Thursday, May 31, 2018

First Reformed


FIRST REFORMED   ***1/2

Paul Schrader
2018


IDEA:  A reverend begins to question his faith in the world after he meets a radical environmental activist.


BLURB:  A searingly intimate witnessing of one man’s anguished prayer and crucible; a jeremiad wrestling with a sermon; a rumination in perpetual twilight solitude; First Reformed creates an experience of ascetic contemplation in which questions of faith, responsibility, and morality are put on ruthless trial. Shot in the constricted Academy ratio in mostly muted wintry tones and with an emphasis on minimalist, geometric space, Schrader’s film is marked by a severe perceptual austerity that effectively underscores the stark anxieties and obsessive thought patterns such questions foster. For Ethan Hawke’s tortured Rev. Toller, the questioning itself, the spiritual inquiry and guidance that form his very bedrock, becomes an act of increasingly destructive self-flagellation exacerbated by the series of undeniable existential threats he is forced to confront. What is the role of religion in a contemporary world corrupted by commerce and ideological extremism? How can one respect God and his creations and accept man’s systematic despoliation of the planet? How does one maintain hope in the face of such pervasive darkness? Through multiple, soul-searching discourses, Schrader sets up a tonally complex dialectic that bristles with intermingled outrage, skepticism, ambivalence, and intellectual frisson.

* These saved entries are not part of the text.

impl Sandbox {
    fn new() -> Self {
        Self::with_layout(|_| {})
    }

    fn with_layout(adjust: impl FnOnce(&mut HostLayout)) -> Self {
        let tmp = TempDir::new().unwrap();
        let mut layout = HostLayout::rooted_at(tmp.path());
        adjust(&mut layout);
        let host = SimulatedHost::new(&layout.unit_dir, &layout.scheduler_group)
            .publish("pip", &["23.3", "24.0"])
            .publish(AGENT, &["3.0.0", "3.2.0", "3.3.0"]);
        Self { tmp, layout, host }
    }

    fn reconciler(&self) -> Reconciler<'_> {
        Reconciler::new(&self.layout, &self.host, &LocalFs)
    }

    fn install(&self) -> ReconciliationResult {
        self.reconciler()
            .install(&TargetConfiguration::default(), &mut NoProgress)
    }

    fn configure(&self) -> ReconciliationResult {
        self.reconciler()
            .configure(&TargetConfiguration::default(), &mut NoProgress)
    }

    fn upgrade(&self, version: &str) -> ReconciliationResult {
        self.reconciler()
            .upgrade(&TargetConfiguration::default(), version, &mut NoProgress)
    }

    fn remove(&self) -> ReconciliationResult {
        self.reconciler().remove(&mut NoProgress)
    }

    /// Every path under the sandbox with its content (files) and mode
    fn snapshot(&self) -> BTreeMap<PathBuf, (Option<String>, u32)> {
        let mut out = BTreeMap::new();
        walk(self.tmp.path(), &mut out);
        out
    }

    fn cache_is_empty(&self) -> bool {
        fs::read_dir(&self.layout.cache_dir)
            .map(|mut entries| entries.next().is_none())
            .unwrap_or(false)
    }

    fn managed_paths(&self) -> Vec<PathBuf> {
        vec![
            self.layout.venv_dir.clone(),
            self.layout.cache_dir.clone(),
            self.layout.log_dir.clone(),
            self.layout.environment_file.clone(),
            self.layout.service_unit_path(),
            self.layout.timer_unit_path(),
        ]
    }
}

fn walk(dir: &Path, out: &mut BTreeMap<PathBuf, (Option<String>, u32)>) {
    let Ok(entries) = fs::read_dir(dir) else {
        return;
    };
    for entry in entries.flatten() {
        let path = entry.path();
        let meta = entry.metadata().unwrap();
        let mode = meta.permissions().mode() & 0o7777;
        if meta.is_dir() {
            out.insert(path.clone(), (None, mode));
            walk(&path, out);
        } else {
            out.insert(path.clone(), (fs::read_to_string(&path).ok(), mode));
        }
    }
}

// ============================================================================
// Install
// ============================================================================

#[test]
fn test_install_on_clean_host() {
    let sb = Sandbox::new();
    let result = sb.install();

    assert_eq!(result.status, Status::Applied, "{:?}", result.error);
    assert!(result.warnings.is_empty());

    assert!(sb.layout.venv_dir.join("bin/python3").exists());
    assert_eq!(sb.host.installed("pip").as_deref(), Some("24.0"));
    assert_eq!(sb.host.installed(AGENT).as_deref(), Some("3.3.0"));

    let prolog = fs::read_to_string(sb.layout.prolog_path()).unwrap();
    assert_eq!(prolog, render::PROLOG_SCRIPT);
    let mode = fs::metadata(sb.layout.epilog_path()).unwrap().permissions().mode();
    assert_eq!(mode & 0o777, 0o755);

    assert!(sb.host.user_exists("license-manager"));
    assert!(sb.host.in_group("license-manager", "slurm"));
    assert!(sb.host.is_registered("license-manager"));

    assert!(sb.cache_is_empty());
    let cache_mode = fs::metadata(&sb.layout.cache_dir).unwrap().permissions().mode();
    assert_eq!(cache_mode & 0o7777, 0o777);
    assert!(sb.layout.log_dir.is_dir());

    assert!(sb.layout.service_unit_path().exists());
    assert!(sb.layout.timer_unit_path().exists());
    assert!(sb.host.is_enabled("license-manager-agent.service"));
    assert!(sb.host.is_enabled("license-manager-agent.timer"));
    assert!(!sb.host.is_active("license-manager-agent.timer"));
}

#[test]
fn test_install_steps_run_in_order() {
    let sb = Sandbox::new();
    sb.install();

    let calls = sb.host.calls();
    let position = |needle: &str| {
        calls
            .iter()
            .position(|c| c.contains(needle))
            .unwrap_or_else(|| panic!("{needle} never ran"))
    };
    assert!(position("-m venv") < position("pip install --upgrade pip"));
    assert!(position("pip install --upgrade pip") < position(&format!("install --upgrade {AGENT}")));
    assert!(position("useradd") < position("chown"));
    assert!(position("chown") < position("systemctl enable"));
}
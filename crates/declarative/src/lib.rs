//! # Declarative
//!
//! A framework for declarative host resource management.
//!
//! This crate provides the core abstractions for declaring desired state,
//! detecting current state, converging a host to match it, and tearing
//! down whatever was provisioned.
//!
//! ## Core Concepts
//!
//! - **Resource**: Something on the host the caller owns (a directory, a file,
//!   a supervisor unit, an OS account, an installed package)
//! - **ResourceState**: The current or desired state of a resource
//! - **converge**: Applies resources in order and stops at the first hard failure
//! - **teardown**: Removes resources in order and never stops early
//!
//! Both `apply` and `remove` must be idempotent: applying twice leaves the
//! same host state as applying once, and removing something already absent
//! is a no-op rather than an error.
//!
//! ## Example
//!
//! ```ignore
//! use declarative::{ApplyContext, ApplyResult, Resource, ResourceState, converge, NoProgress};
//!
//! #[derive(Debug)]
//! struct Marker { path: std::path::PathBuf }
//!
//! impl Resource for Marker {
//!     fn id(&self) -> String { self.path.display().to_string() }
//!     fn description(&self) -> String { format!("Marker file {}", self.path.display()) }
//!     fn resource_type(&self) -> &'static str { "marker" }
//!
//!     fn current_state(&self, ctx: &ApplyContext) -> anyhow::Result<ResourceState> {
//!         if ctx.fs.exists(&self.path) {
//!             Ok(ResourceState::Present { details: None })
//!         } else {
//!             Ok(ResourceState::Absent)
//!         }
//!     }
//!
//!     fn desired_state(&self) -> ResourceState {
//!         ResourceState::Present { details: None }
//!     }
//!
//!     fn apply(&self, ctx: &ApplyContext) -> anyhow::Result<ApplyResult> {
//!         if ctx.fs.exists(&self.path) {
//!             return Ok(ApplyResult::NoChange);
//!         }
//!         ctx.fs.write(&self.path, b"")?;
//!         Ok(ApplyResult::Created)
//!     }
//!
//!     fn remove(&self, ctx: &ApplyContext) -> anyhow::Result<ApplyResult> {
//!         if ctx.fs.remove_file(&self.path)? {
//!             Ok(ApplyResult::Removed)
//!         } else {
//!             Ok(ApplyResult::NoChange)
//!         }
//!     }
//! }
//! ```
//!
//! ## Provider Traits
//!
//! The crate uses traits for dependency injection:
//!
//! - [`CommandRunner`]: Runs external programs (real processes or a test recorder)
//! - [`HostFs`]: Queries and mutates the filesystem (real or sandboxed)
//! - [`ProgressCallback`]: Receives progress updates
//!
//! This keeps every existence check and every subprocess call replaceable,
//! so convergence logic can be tested without touching the real host.

pub mod context;
pub mod diff;
pub mod executor;
pub mod resource;
pub mod types;

// Re-export main types at crate root
pub use context::{ApplyContext, CommandRunner, HostFs, NoProgress, ProgressCallback};
pub use diff::{DiffSummary, ResourceDiff, compute_diffs, group_by_type};
pub use executor::{ConvergeError, converge, teardown};
pub use resource::{BoxedResource, Resource};
pub use types::{ApplyResult, CommandOutput, ExecuteSummary, ResourceState};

The film is grim, but not nihilistic; despairing but also, in its breathtaking denouement, inspired by the possibilities of salvation and renewal. As a state-of-the-world lament, First Reformed can occasionally feel reactionary, especially when it comes to its monocular first-person male perspective. But Schrader is too smart to localize the problem, and too humane to welcome the apocalypse. His film is a nuanced, agonized tract that still manages to arrive at something resembling catharsis.